▸ **MATERIAL PROVIDED**

· · · · · · ·

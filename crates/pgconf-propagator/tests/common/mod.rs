// Copyright (C) 2025 SyncMyOrders Sp. z o.o.
// SPDX-License-Identifier: AGPL-3.0-or-later
//! Common test infrastructure for pgconf-propagator pipeline tests.
//!
//! Provides TestContext wiring a mock engine, a mock coordinator and a
//! recording restart backend into a Pipeline.

#![allow(dead_code)]

use std::sync::Arc;
use std::time::Duration;

use wiremock::matchers::{method, path};
use wiremock::{Mock, MockServer, ResponseTemplate};

use pgconf_propagator::config::{Credentials, RestartPollSettings};
use pgconf_propagator::coordinator::CoordinatorClient;
use pgconf_propagator::inspector::MockInspector;
use pgconf_propagator::pipeline::Pipeline;
use pgconf_propagator::restart::{MockRestartCommand, RestartOrchestrator};
use pgconf_propagator::retry::RetryPolicy;

pub const CLUSTER: &str = "patroni";
pub const MEMBER: &str = "pg-node-0";

/// Test context that manages the mock coordinator and restart backend.
pub struct TestContext {
    pub server: MockServer,
    pub restarts: Arc<MockRestartCommand>,
    pub pipeline: Pipeline,
}

impl TestContext {
    /// Create a new test context around `inspector` polling `iterations` times.
    pub async fn new(inspector: MockInspector, iterations: u32) -> Self {
        Self::with_inspector(Arc::new(inspector), iterations).await
    }

    pub async fn with_inspector(inspector: Arc<MockInspector>, iterations: u32) -> Self {
        let server = MockServer::start().await;
        let restarts = Arc::new(MockRestartCommand::new());

        let client = CoordinatorClient::new(
            server.uri(),
            Credentials::new("patroni", "patroni"),
            Duration::from_secs(5),
        )
        .expect("Failed to create coordinator client");

        let pipeline = Pipeline::new(
            inspector,
            client,
            RestartOrchestrator::new(restarts.clone(), CLUSTER, MEMBER),
            RestartPollSettings {
                iterations,
                interval: Duration::ZERO,
            },
            RetryPolicy::new(2, Duration::from_millis(10), 1.0),
        );

        Self {
            server,
            restarts,
            pipeline,
        }
    }

    /// Accept `PATCH /config` with `status`, expecting `times` calls.
    pub async fn expect_patch(&self, status: u16, times: u64) {
        Mock::given(method("PATCH"))
            .and(path("/config"))
            .respond_with(ResponseTemplate::new(status).set_body_json(serde_json::json!({})))
            .expect(times)
            .named("config patch")
            .mount(&self.server)
            .await;
    }

    /// Answer `GET /` with `pending_restart`, at most `times` times.
    pub async fn status_reply(&self, pending_restart: bool, times: u64) {
        Mock::given(method("GET"))
            .and(path("/"))
            .respond_with(status_body(pending_restart))
            .up_to_n_times(times)
            .expect(times)
            .named("member status")
            .mount(&self.server)
            .await;
    }

    /// Number of requests the coordinator received for `http_method`.
    pub async fn request_count(&self, http_method: &str) -> usize {
        self.server
            .received_requests()
            .await
            .unwrap_or_default()
            .iter()
            .filter(|r| r.method.as_str() == http_method)
            .count()
    }
}

pub fn status_body(pending_restart: bool) -> ResponseTemplate {
    ResponseTemplate::new(200).set_body_json(serde_json::json!({
        "state": "running",
        "role": "master",
        "pending_restart": pending_restart
    }))
}

/// Helper macro to skip tests if database URL is not set.
#[macro_export]
macro_rules! skip_if_no_db {
    () => {
        if std::env::var("TEST_PGCONF_DATABASE_URL").is_err() {
            eprintln!("Skipping test: TEST_PGCONF_DATABASE_URL not set");
            return;
        }
    };
}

· · · · · · ·

▸ **TASK PROMPT**
Could the entries above be output once more, exactly as they are?

▸ **EXERCISE RESPONSE**
filename crates/pgconf-propagator/tests/common/mod.rs
// Copyright (C) 2025 SyncMyOrders Sp. z o.o.
// SPDX-License-Identifier: AGPL-3.0-or-later
//! Common test infrastructure for pgconf-propagator pipeline tests.
//!
//! Provides TestContext wiring a mock engine, a mock coordinator and a
//! recording restart backend into a Pipeline.

#![allow(dead_code)]

use std::sync::Arc;
use std::time::Duration;

use wiremock::matchers::{method, path};
use wiremock::{Mock, MockServer, ResponseTemplate};

use pgconf_propagator::config::{Credentials, RestartPollSettings};
use pgconf_propagator::coordinator::CoordinatorClient;
use pgconf_propagator::inspector::MockInspector;
use pgconf_propagator::pipeline::Pipeline;
use pgconf_propagator::restart::{MockRestartCommand, RestartOrchestrator};
use pgconf_propagator::retry::RetryPolicy;

pub const CLUSTER: &str = "patroni";
pub const MEMBER: &str = "pg-node-0";

/// Test context that manages the mock coordinator and restart backend.
pub struct TestContext {
    pub server: MockServer,
    pub restarts: Arc<MockRestartCommand>,
    pub pipeline: Pipeline,
}

impl TestContext {
    /// Create a new test context around `inspector` polling `iterations` times.
    pub async fn new(inspector: MockInspector, iterations: u32) -> Self {
        Self::with_inspector(Arc::new(inspector), iterations).await
    }

    pub async fn with_inspector(inspector: Arc<MockInspector>, iterations: u32) -> Self {
        let server = MockServer::start().await;
        let restarts = Arc::new(MockRestartCommand::new());

        let client = CoordinatorClient::new(
            server.uri(),
            Credentials::new("patroni", "patroni"),
            Duration::from_secs(5),
        )
        .expect("Failed to create coordinator client");

        let pipeline = Pipeline::new(
            inspector,
            client,
            RestartOrchestrator::new(restarts.clone(), CLUSTER, MEMBER),
            RestartPollSettings {
                iterations,
                interval: Duration::ZERO,
            },
            RetryPolicy::new(2, Duration::from_millis(10), 1.0),
        );

        Self {
            server,
            restarts,
            pipeline,
        }
    }

    /// Accept `PATCH /config` with `status`, expecting `times` calls.
    pub async fn expect_patch(&self, status: u16, times: u64) {
        Mock::given(method("PATCH"))
            .and(path("/config"))
            .respond_with(ResponseTemplate::new(status).set_body_json(serde_json::json!({})))
            .expect(times)
            .named("config patch")
            .mount(&self.server)
            .await;
    }

    /// Answer `GET /` with `pending_restart`, at most `times` times.
    pub async fn status_reply(&self, pending_restart: bool, times: u64) {
        Mock::given(method("GET"))
            .and(path("/"))
            .respond_with(status_body(pending_restart))
            .up_to_n_times(times)
            .expect(times)
            .named("member status")
            .mount(&self.server)
            .await;
    }

    /// Number of requests the coordinator received for `http_method`.
    pub async fn request_count(&self, http_method: &str) -> usize {
        self.server
            .received_requests()
            .await
            .unwrap_or_default()
            .iter()
            .filter(|r| r.method.as_str() == http_method)
            .count()
    }
}

pub fn status_body(pending_restart: bool) -> ResponseTemplate {
    ResponseTemplate::new(200).set_body_json(serde_json::json!({
        "state": "running",
        "role": "master",
        "pending_restart": pending_restart
    }))
}

/// Helper macro to skip tests if database URL is not set.
#[macro_export]
macro_rules! skip_if_no_db {
    () => {
        if std::env::var("TEST_PGCONF_DATABASE_URL").is_err() {
            eprintln!("Skipping test: TEST_PGCONF_DATABASE_URL not set");
            return;
        }
    };
}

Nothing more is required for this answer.